◆ **EXERCISE DESCRIPTION**: Each and every line of the data must appear exactly as given.

◆ **MATERIAL FOR THE TASK**:

========================================

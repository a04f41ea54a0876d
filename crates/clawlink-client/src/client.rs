use std::sync::Arc;
use std::time::Duration;

use serde_json::Value;
use tracing::{debug, info};

use clawlink_protocol::{extract_json, flatten, ChatMessage, ClientFrame, Role, Usage};

use crate::config::GatewayConfig;
use crate::error::{GatewayError, Result, StreamError, StreamErrorKind};
use crate::events::{FinishReason, StreamEvent};
use crate::ids::UuidIds;
use crate::queue::DeliveryQueue;
use crate::segment::SegmentTracker;
use crate::session::{HttpSessionClient, SessionEnsurer};
use crate::stream::EventStream;
use crate::transport;

/// One logical generation request.
#[derive(Debug, Clone)]
pub struct GenerateRequest {
    pub messages: Vec<ChatMessage>,
    /// When set, a JSON-format instruction and the schema are appended to
    /// the prompt, and the aggregated result is post-processed with
    /// [`extract_json`].
    pub schema: Option<Value>,
    /// Session to continue; validated (and replaced if stale) before the
    /// connection opens.
    pub session_id: Option<String>,
}

impl GenerateRequest {
    pub fn from_text(text: impl Into<String>) -> Self {
        Self {
            messages: vec![ChatMessage::text(Role::User, text)],
            schema: None,
            session_id: None,
        }
    }

    pub fn from_messages(messages: Vec<ChatMessage>) -> Self {
        Self {
            messages,
            schema: None,
            session_id: None,
        }
    }

    pub fn with_schema(mut self, schema: Value) -> Self {
        self.schema = Some(schema);
        self
    }

    pub fn with_session(mut self, id: impl Into<String>) -> Self {
        self.session_id = Some(id.into());
        self
    }
}

/// Aggregated result of [`GatewayClient::generate`].
#[derive(Debug, Clone)]
pub struct GenerateResponse {
    pub text: String,
    pub finish_reason: FinishReason,
    pub usage: Usage,
    pub session_id: String,
}

/// Entry point for talking to one gateway.
///
/// Every call opens a fresh connection that lives exactly as long as the
/// request — no pooling, no shared state between requests.
pub struct GatewayClient {
    config: GatewayConfig,
    sessions: Box<dyn SessionEnsurer>,
}

impl GatewayClient {
    pub fn new(config: GatewayConfig) -> Self {
        let sessions = Box::new(HttpSessionClient::new(&config));
        Self { config, sessions }
    }

    /// Swap the session-ensure collaborator (tests, custom auth flows).
    pub fn with_session_ensurer(config: GatewayConfig, sessions: Box<dyn SessionEnsurer>) -> Self {
        Self { config, sessions }
    }

    /// Run one request and return the incremental event stream.
    pub async fn stream(&self, request: GenerateRequest) -> Result<EventStream> {
        let prompt = build_prompt(&request);
        let session = self.sessions.ensure(request.session_id.as_deref()).await?;
        info!(
            session_id = %session.id,
            replaced = session.was_replaced,
            prompt_len = prompt.len(),
            "opening gateway request"
        );

        let mut ws = transport::open(
            &self.config.gateway_url,
            self.config.token.as_deref(),
            Duration::from_millis(self.config.connect_timeout_ms),
        )
        .await?;

        let frame = ClientFrame::message(prompt, &session.id);
        transport::send_text(&mut ws, serde_json::to_string(&frame)?).await?;
        debug!(session_id = %session.id, "request frame sent");

        // Response deadline arms now that the request is on the wire.
        let queue = Arc::new(DeliveryQueue::new());
        let tracker = SegmentTracker::new(Box::new(UuidIds));
        let task = tokio::spawn(transport::run_stream(
            ws,
            tracker,
            Arc::clone(&queue),
            Duration::from_millis(self.config.response_timeout_ms),
            self.config.max_payload_bytes,
        ));

        Ok(EventStream::new(queue, task, session.id))
    }

    /// Run one request to completion and return the aggregated result.
    ///
    /// Tool activity is observed but not surfaced on this path; only the
    /// final text (optionally post-processed for structured output) comes
    /// back.
    pub async fn generate(&self, request: GenerateRequest) -> Result<GenerateResponse> {
        let wants_json = request.schema.is_some();
        let mut stream = self.stream(request).await?;
        let session_id = stream.session_id().to_string();

        let mut text = String::new();
        while let Some(event) = stream.next().await {
            match event {
                StreamEvent::SegmentAppend { delta, .. } => text.push_str(&delta),
                StreamEvent::Finished { reason, usage } => {
                    let text = if wants_json { extract_json(&text) } else { text };
                    return Ok(GenerateResponse {
                        text,
                        finish_reason: reason,
                        usage,
                        session_id,
                    });
                }
                StreamEvent::Errored { error } => {
                    return Err(self.terminal_error(error, &session_id));
                }
                _ => {}
            }
        }

        Err(GatewayError::Transport {
            url: self.config.gateway_url.clone(),
            session_id,
            message: "stream ended without a terminal event".to_string(),
        })
    }

    fn terminal_error(&self, error: StreamError, session_id: &str) -> GatewayError {
        match error.kind {
            StreamErrorKind::Timeout => GatewayError::ResponseTimeout {
                ms: self.config.response_timeout_ms,
                session_id: session_id.to_string(),
            },
            StreamErrorKind::Remote => GatewayError::Remote {
                session_id: session_id.to_string(),
                message: error.message,
            },
            StreamErrorKind::Transport => GatewayError::Transport {
                url: self.config.gateway_url.clone(),
                session_id: session_id.to_string(),
                message: error.message,
            },
        }
    }
}

fn build_prompt(request: &GenerateRequest) -> String {
    let mut prompt = flatten(&request.messages);
    if let Some(schema) = &request.schema {
        prompt.push_str("\n\nRespond with a single JSON value matching this schema:\n");
        prompt.push_str(&schema.to_string());
    }
    prompt
}

#[cfg(test)]
mod tests {
    use super::*;
    use serde_json::json;

    #[test]
    fn schema_is_appended_to_the_prompt() {
        let request = GenerateRequest::from_text("list three birds")
            .with_schema(json!({"type": "array", "items": {"type": "string"}}));
        let prompt = build_prompt(&request);
        assert!(prompt.starts_with("list three birds"));
        assert!(prompt.contains("Respond with a single JSON value"));
        assert!(prompt.contains(r#""type":"array""#));
    }

    #[test]
    fn plain_request_has_no_schema_suffix() {
        let prompt = build_prompt(&GenerateRequest::from_text("hello"));
        assert_eq!(prompt, "hello");
    }
}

========================================

◆ **ANSWER SPACE**:
repository a04f41ea54a0876d
filename crates/clawlink-client/src/client.rs
use std::sync::Arc;
use std::time::Duration;

use serde_json::Value;
use tracing::{debug, info};

use clawlink_protocol::{extract_json, flatten, ChatMessage, ClientFrame, Role, Usage};

use crate::config::GatewayConfig;
use crate::error::{GatewayError, Result, StreamError, StreamErrorKind};
use crate::events::{FinishReason, StreamEvent};
use crate::ids::UuidIds;
use crate::queue::DeliveryQueue;
use crate::segment::SegmentTracker;
use crate::session::{HttpSessionClient, SessionEnsurer};
use crate::stream::EventStream;
use crate::transport;

/// One logical generation request.
#[derive(Debug, Clone)]
pub struct GenerateRequest {
    pub messages: Vec<ChatMessage>,
    /// When set, a JSON-format instruction and the schema are appended to
    /// the prompt, and the aggregated result is post-processed with
    /// [`extract_json`].
    pub schema: Option<Value>,
    /// Session to continue; validated (and replaced if stale) before the
    /// connection opens.
    pub session_id: Option<String>,
}

impl GenerateRequest {
    pub fn from_text(text: impl Into<String>) -> Self {
        Self {
            messages: vec![ChatMessage::text(Role::User, text)],
            schema: None,
            session_id: None,
        }
    }

    pub fn from_messages(messages: Vec<ChatMessage>) -> Self {
        Self {
            messages,
            schema: None,
            session_id: None,
        }
    }

    pub fn with_schema(mut self, schema: Value) -> Self {
        self.schema = Some(schema);
        self
    }

    pub fn with_session(mut self, id: impl Into<String>) -> Self {
        self.session_id = Some(id.into());
        self
    }
}

/// Aggregated result of [`GatewayClient::generate`].
#[derive(Debug, Clone)]
pub struct GenerateResponse {
    pub text: String,
    pub finish_reason: FinishReason,
    pub usage: Usage,
    pub session_id: String,
}

/// Entry point for talking to one gateway.
///
/// Every call opens a fresh connection that lives exactly as long as the
/// request — no pooling, no shared state between requests.
pub struct GatewayClient {
    config: GatewayConfig,
    sessions: Box<dyn SessionEnsurer>,
}

impl GatewayClient {
    pub fn new(config: GatewayConfig) -> Self {
        let sessions = Box::new(HttpSessionClient::new(&config));
        Self { config, sessions }
    }

    /// Swap the session-ensure collaborator (tests, custom auth flows).
    pub fn with_session_ensurer(config: GatewayConfig, sessions: Box<dyn SessionEnsurer>) -> Self {
        Self { config, sessions }
    }

    /// Run one request and return the incremental event stream.
    pub async fn stream(&self, request: GenerateRequest) -> Result<EventStream> {
        let prompt = build_prompt(&request);
        let session = self.sessions.ensure(request.session_id.as_deref()).await?;
        info!(
            session_id = %session.id,
            replaced = session.was_replaced,
            prompt_len = prompt.len(),
            "opening gateway request"
        );

        let mut ws = transport::open(
            &self.config.gateway_url,
            self.config.token.as_deref(),
            Duration::from_millis(self.config.connect_timeout_ms),
        )
        .await?;

        let frame = ClientFrame::message(prompt, &session.id);
        transport::send_text(&mut ws, serde_json::to_string(&frame)?).await?;
        debug!(session_id = %session.id, "request frame sent");

        // Response deadline arms now that the request is on the wire.
        let queue = Arc::new(DeliveryQueue::new());
        let tracker = SegmentTracker::new(Box::new(UuidIds));
        let task = tokio::spawn(transport::run_stream(
            ws,
            tracker,
            Arc::clone(&queue),
            Duration::from_millis(self.config.response_timeout_ms),
            self.config.max_payload_bytes,
        ));

        Ok(EventStream::new(queue, task, session.id))
    }

    /// Run one request to completion and return the aggregated result.
    ///
    /// Tool activity is observed but not surfaced on this path; only the
    /// final text (optionally post-processed for structured output) comes
    /// back.
    pub async fn generate(&self, request: GenerateRequest) -> Result<GenerateResponse> {
        let wants_json = request.schema.is_some();
        let mut stream = self.stream(request).await?;
        let session_id = stream.session_id().to_string();

        let mut text = String::new();
        while let Some(event) = stream.next().await {
            match event {
                StreamEvent::SegmentAppend { delta, .. } => text.push_str(&delta),
                StreamEvent::Finished { reason, usage } => {
                    let text = if wants_json { extract_json(&text) } else { text };
                    return Ok(GenerateResponse {
                        text,
                        finish_reason: reason,
                        usage,
                        session_id,
                    });
                }
                StreamEvent::Errored { error } => {
                    return Err(self.terminal_error(error, &session_id));
                }
                _ => {}
            }
        }

        Err(GatewayError::Transport {
            url: self.config.gateway_url.clone(),
            session_id,
            message: "stream ended without a terminal event".to_string(),
        })
    }

    fn terminal_error(&self, error: StreamError, session_id: &str) -> GatewayError {
        match error.kind {
            StreamErrorKind::Timeout => GatewayError::ResponseTimeout {
                ms: self.config.response_timeout_ms,
                session_id: session_id.to_string(),
            },
            StreamErrorKind::Remote => GatewayError::Remote {
                session_id: session_id.to_string(),
                message: error.message,
            },
            StreamErrorKind::Transport => GatewayError::Transport {
                url: self.config.gateway_url.clone(),
                session_id: session_id.to_string(),
                message: error.message,
            },
        }
    }
}

fn build_prompt(request: &GenerateRequest) -> String {
    let mut prompt = flatten(&request.messages);
    if let Some(schema) = &request.schema {
        prompt.push_str("\n\nRespond with a single JSON value matching this schema:\n");
        prompt.push_str(&schema.to_string());
    }
    prompt
}

#[cfg(test)]
mod tests {
    use super::*;
    use serde_json::json;

    #[test]
    fn schema_is_appended_to_the_prompt() {
        let request = GenerateRequest::from_text("list three birds")
            .with_schema(json!({"type": "array", "items": {"type": "string"}}));
        let prompt = build_prompt(&request);
        assert!(prompt.starts_with("list three birds"));
        assert!(prompt.contains("Respond with a single JSON value"));
        assert!(prompt.contains(r#""type":"array""#));
    }

    #[test]
    fn plain_request_has_no_schema_suffix() {
        let prompt = build_prompt(&GenerateRequest::from_text("hello"));
        assert_eq!(prompt, "hello");
    }
}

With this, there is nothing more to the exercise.